# Problem
Return every line in the entries below where the word "Option" shows up.

Data items
+-------+
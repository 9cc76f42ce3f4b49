//! In-memory event capture for logging assertions
//!
//! `init_test_capture()` installs a process-wide subscriber that keeps every
//! event as a flat map of field name to rendered value. Tests then query by
//! operation name or request id.

use std::collections::BTreeMap;
use std::sync::{Arc, Mutex, OnceLock, PoisonError};
use tracing::field::{Field, Visit};
use tracing::{Level, Subscriber};
use tracing_subscriber::layer::{Context, SubscriberExt};
use tracing_subscriber::registry::LookupSpan;
use tracing_subscriber::util::SubscriberInitExt;
use tracing_subscriber::Layer;
use userbook_core_types::schema::{
    FIELD_COMPONENT, FIELD_DURATION_MS, FIELD_ERR_CODE, FIELD_EVENT, FIELD_OP, FIELD_REQUEST_ID,
    FIELD_USER_ID,
};

/// One recorded event
#[derive(Clone, Debug)]
pub struct CapturedEvent {
    pub level: Level,
    pub target: String,
    pub fields: BTreeMap<String, String>,
}

impl CapturedEvent {
    /// Rendered value of a field; `Display` and `Debug` values are stored as
    /// their formatted text, numbers and strings verbatim
    pub fn field(&self, name: &str) -> Option<&str> {
        self.fields.get(name).map(String::as_str)
    }

    pub fn op(&self) -> Option<&str> {
        self.field(FIELD_OP)
    }

    pub fn event(&self) -> Option<&str> {
        self.field(FIELD_EVENT)
    }

    pub fn component(&self) -> Option<&str> {
        self.field(FIELD_COMPONENT)
    }

    pub fn request_id(&self) -> Option<&str> {
        self.field(FIELD_REQUEST_ID)
    }

    pub fn user_id(&self) -> Option<i64> {
        self.field(FIELD_USER_ID).and_then(|v| v.parse().ok())
    }

    pub fn duration_ms(&self) -> Option<u64> {
        self.field(FIELD_DURATION_MS).and_then(|v| v.parse().ok())
    }

    pub fn err_code(&self) -> Option<&str> {
        self.field(FIELD_ERR_CODE)
    }
}

struct Fields<'a>(&'a mut BTreeMap<String, String>);

impl Visit for Fields<'_> {
    fn record_str(&mut self, field: &Field, value: &str) {
        self.0.insert(field.name().to_string(), value.to_string());
    }

    fn record_debug(&mut self, field: &Field, value: &dyn std::fmt::Debug) {
        self.0.insert(field.name().to_string(), format!("{:?}", value));
    }
}

type Buffer = Arc<Mutex<Vec<CapturedEvent>>>;

/// Layer that appends every event to a shared buffer
pub struct TestCaptureLayer {
    buffer: Buffer,
}

impl TestCaptureLayer {
    pub fn new() -> (Self, TestCapture) {
        let buffer = Buffer::default();
        (
            Self {
                buffer: buffer.clone(),
            },
            TestCapture { buffer },
        )
    }
}

impl<S> Layer<S> for TestCaptureLayer
where
    S: Subscriber + for<'a> LookupSpan<'a>,
{
    fn on_event(&self, event: &tracing::Event<'_>, _ctx: Context<'_, S>) {
        let mut fields = BTreeMap::new();
        event.record(&mut Fields(&mut fields));

        let captured = CapturedEvent {
            level: *event.metadata().level(),
            target: event.metadata().target().to_string(),
            fields,
        };
        self.buffer
            .lock()
            .unwrap_or_else(PoisonError::into_inner)
            .push(captured);
    }
}

/// Query handle over the captured events
#[derive(Clone)]
pub struct TestCapture {
    buffer: Buffer,
}

impl TestCapture {
    /// Snapshot of everything captured so far, in emission order
    pub fn events(&self) -> Vec<CapturedEvent> {
        self.buffer
            .lock()
            .unwrap_or_else(PoisonError::into_inner)
            .clone()
    }

    pub fn events_for_op(&self, op: &str) -> Vec<CapturedEvent> {
        self.filtered(|e| e.op() == Some(op))
    }

    /// Every event tagged with one repository job's request id
    pub fn events_for_request(&self, request_id: &str) -> Vec<CapturedEvent> {
        self.filtered(|e| e.request_id() == Some(request_id))
    }

    /// The `event` values (`start`, `end`, `end_error`) seen for `op`
    pub fn lifecycle(&self, op: &str) -> Vec<String> {
        self.events_for_op(op)
            .iter()
            .filter_map(|e| e.event().map(str::to_string))
            .collect()
    }

    /// # Panics
    ///
    /// Panics if no event carries both `op` and `event`
    pub fn assert_event_exists(&self, op: &str, event: &str) {
        let lifecycle = self.lifecycle(op);
        assert!(
            lifecycle.iter().any(|e| e == event),
            "expected event op={} event={}, saw {:?}",
            op,
            event,
            lifecycle
        );
    }

    pub fn clear(&self) {
        self.buffer
            .lock()
            .unwrap_or_else(PoisonError::into_inner)
            .clear();
    }

    fn filtered(&self, keep: impl Fn(&CapturedEvent) -> bool) -> Vec<CapturedEvent> {
        self.events().into_iter().filter(|e| keep(e)).collect()
    }
}

static CAPTURE: OnceLock<TestCapture> = OnceLock::new();

/// Install the capturing subscriber (first call only) and return its handle
///
/// The buffer is shared by every test in the process, so filter by a unique
/// operation name or request id rather than asserting totals.
///
/// ```
/// use userbook_core::logging_facility::test_capture::init_test_capture;
/// use userbook_core::log_op_start;
///
/// let capture = init_test_capture();
/// log_op_start!("doc_example_op");
/// capture.assert_event_exists("doc_example_op", "start");
/// ```
pub fn init_test_capture() -> TestCapture {
    CAPTURE
        .get_or_init(|| {
            let (layer, capture) = TestCaptureLayer::new();
            tracing_subscriber::registry().with(layer).init();
            capture
        })
        .clone()
}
+-------+
# Answer to this problem
    pub fn field(&self, name: &str) -> Option<&str> {
    pub fn op(&self) -> Option<&str> {
    pub fn event(&self) -> Option<&str> {
    pub fn component(&self) -> Option<&str> {
    pub fn request_id(&self) -> Option<&str> {
    pub fn user_id(&self) -> Option<i64> {
    pub fn duration_ms(&self) -> Option<u64> {
    pub fn err_code(&self) -> Option<&str> {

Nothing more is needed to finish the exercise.